Devoid of altruism, their legendary administrative efficiency served their own interests but that of their subjects only by default. Their quality educational institutions in BIP were private, fee-paying and ran at a profit for the “nation of shopkeepers” as Napoleon Bonaparte is believed to have described the British.

The British have always circumvented three core criteria for measuring their civilisation’s contribution to BIP — food supply, literacy and, health care measured by life expectancy. They have smoothly deflected these criteria to the post-independence period where they generate unease within independent BIP.

The British have artfully filled the blank canvas of these criteria during the Raj with chugging trains, uniformed police, post offices, revival of the Hindu and Mughal canal irrigation and the English language — all of which were actually indispensable to their own operability.

However, comparing the pre and post-independence results of the core criteria inverts the verdict back on Nichols and Churchill to tarnish their lustre. Nichols lived long enough to see the change in BIP and the devastating BIP influence on his native culture with chicken tikka masala overtaking fish n’chips!
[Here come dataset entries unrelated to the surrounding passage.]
use anchor_lang::prelude::*;
use anchor_spl::token_interface::{
    self, CloseAccount, Mint, TokenAccount, TokenInterface, TransferChecked,
};

use crate::errors::ErrorCode;
use crate::instructions::{ESCROW_SEED, ORDER_SEED};
use crate::state::Order;

#[derive(Accounts)]
pub struct CancelOrder<'info> {
    #[account(mut)]
    pub user: Signer<'info>,

    #[account(
        mut,
        close = user,
        constraint = order.owner == user.key() @ ErrorCode::UnauthorizedAccess
    )]
    pub order: Account<'info, Order>,

    pub return_mint: InterfaceAccount<'info, Mint>,

    #[account(mut)]
    pub user_return_account: InterfaceAccount<'info, TokenAccount>,

    #[account(
        mut,
        seeds = [ESCROW_SEED, order.key().as_ref()],
        bump
    )]
    pub escrow: InterfaceAccount<'info, TokenAccount>,

    pub token_program: Interface<'info, TokenInterface>,
}

/// Closes an order and its escrow, returning whatever is still escrowed
/// A fully filled order has an empty escrow; cancelling it only reclaims rent.
pub fn handler(ctx: Context<CancelOrder>) -> Result<()> {
    let order = &ctx.accounts.order;

    // Escrow authority is the order PDA
    let market_key = order.market;
    let order_id_bytes = order.order_id.to_le_bytes();
    let signer_seeds: &[&[&[u8]]] = &[&[
        ORDER_SEED,
        market_key.as_ref(),
        order_id_bytes.as_ref(),
        &[order.bump],
    ]];

    // 1. Return escrowed tokens
    let escrowed = ctx.accounts.escrow.amount;
    if escrowed > 0 {
        token_interface::transfer_checked(
            CpiContext::new_with_signer(
                ctx.accounts.token_program.to_account_info(),
                TransferChecked {
                    from: ctx.accounts.escrow.to_account_info(),
                    mint: ctx.accounts.return_mint.to_account_info(),
                    to: ctx.accounts.user_return_account.to_account_info(),
                    authority: order.to_account_info(),
                },
                signer_seeds,
            ),
            escrowed,
            ctx.accounts.return_mint.decimals,
        )?;
    }

    // 2. Close escrow, rent back to maker
    token_interface::close_account(CpiContext::new_with_signer(
        ctx.accounts.token_program.to_account_info(),
        CloseAccount {
            account: ctx.accounts.escrow.to_account_info(),
            destination: ctx.accounts.user.to_account_info(),
            authority: order.to_account_info(),
        },
        signer_seeds,
    ))?;

    msg!(
        "Order {} closed with {} of {} filled, {} returned",
        order.order_id,
        order.filled,
        order.size,
        escrowed
    );

    Ok(())
}
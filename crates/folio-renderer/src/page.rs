//! Whole-document rendering.

use std::fmt::Display;

use pulldown_cmark_escape::escape_html;

use crate::blocks::RenderContext;
use crate::document::Document;
use crate::grouping::render_blocks;
use crate::html::write_nodes;
use crate::meta::PostMeta;
use crate::node::RenderNode;
use crate::toc::{TocEntry, table_of_contents};

/// Shown in place of a post whose content could not be loaded.
pub const UNAVAILABLE_HTML: &str =
    "<div class=\"content-unavailable\"><p>This content is currently unavailable.</p></div>\n";

#[derive(Debug, Clone, PartialEq)]
pub struct RenderedPage {
    pub meta: PostMeta,
    /// Cover URL after asset resolution, defaulted when the post has none.
    pub cover: String,
    pub body: Vec<RenderNode>,
    pub toc: Vec<TocEntry>,
}

impl RenderedPage {
    pub fn body_html(&self) -> String {
        let mut html = String::from("<article class=\"notion-content\">\n");
        write_nodes(&mut html, &self.body);
        html.push_str("</article>\n");
        html
    }

    /// Minimal standalone page around the body, for previews.
    pub fn standalone_html(&self) -> String {
        let mut html = String::from("<!doctype html>\n<html>\n<head>\n<meta charset=\"utf-8\" />\n<title>");
        let _ = escape_html(&mut html, &self.meta.title);
        html.push_str("</title>\n</head>\n<body>\n<header><img class=\"cover\" src=\"");
        let _ = escape_html(&mut html, &self.cover);
        html.push_str("\" alt=\"\" /><h1>");
        let _ = escape_html(&mut html, &self.meta.title);
        html.push_str("</h1></header>\n");
        html.push_str(&self.body_html());
        html.push_str("</body>\n</html>\n");
        html
    }
}

pub fn render_document(doc: &Document, ctx: &RenderContext<'_>) -> RenderedPage {
    let body = render_blocks(&doc.blocks, ctx);
    let toc = table_of_contents(&body);
    RenderedPage {
        meta: doc.meta.clone(),
        cover: ctx.assets.resolve(doc.meta.cover_or_default()),
        body,
        toc,
    }
}

/// Body HTML for a load result. A failed load renders the unavailable state.
pub fn render_article<E: Display>(loaded: Result<Document, E>, ctx: &RenderContext<'_>) -> String {
    match loaded {
        Ok(doc) => render_document(&doc, ctx).body_html(),
        Err(e) => {
            tracing::error!(error = %e, "post content unavailable");
            UNAVAILABLE_HTML.to_string()
        }
    }
}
Some estimates of total famine deaths under the pomp and glory of the British Raj go up to 1.5 billion. Suffice it to say that the deaths were in double digit millions, due to British ineptness in crisis management, according to the research of, among others, Nobel laureate Amartya Sen. Even though the population shows an approximate four-fold increase since Independence in 1947, they have disappeared from BIP with the last one being in the early sixties.

The population of BIP on the eve of partition and Independence was 390 million.

The literacy rate was 12% and life expectancy a pathetic 32 years.

The current population of BIP is estimated to have quadrupled at around 1,625 million, yet the literacy rate, working out at roughly 66%, outstrips that increase by a further one-fourth.

Then there’s the measly 32 years of life expectancy which has roughly more than doubled to 67 years as an average for BIP.

Going by education and life expectancy alone, BIP is much better off without the British. The United States, Australia, New Zealand and Canada could say the same, the difference being they wouldn’t need to back up the claim with any figures. Their credibility has been established by other manifestations of development, sadly absent in BIP.

As such, BIP claims of progress in these core criteria need to be justified. Moreover, when not compared with pre-independence conditions but with those of their peers, BIP citizens themselves tend to become despondent, bemoaning the state of affairs surrounding them and slipping into nostalgia for a ‘golden age of the Raj’. They mythify queues, clean streets, gymkhanas, choo-choo trains, respectful coolies and first-class compartments from which they were excluded. BIP’s verdict on Nichols’ Raj has a stronger basis than that of Nichols on BIP.

Nonetheless, it is undeniable that BIP’s future is indeed a misty peak atop a steep slope littered with jagged expectations that may perversely sustain Beverly Nichols’ own cross-eyed vision. Relishing his contempt for natives in loincloths, BIP fell short of his standards because he disregarded its colonial, occupied status. Disillusioned BIP citizens of today, also ignore their erstwhile subject status, despising themselves on this issue the way the British press is occasionally prone to run down BIP through nimble subtexts.

However, when the contemporary BIP reality in literacy, life expectancy and health care is not compared with that of developed nations but with the inheritance of 1947, the past 69 years become optimistically propulsive. As long as BIP remains focused on the acquisition of these core criteria, it will not lose its soul chasing the shadows of inflated self-images in games of one-upmanship.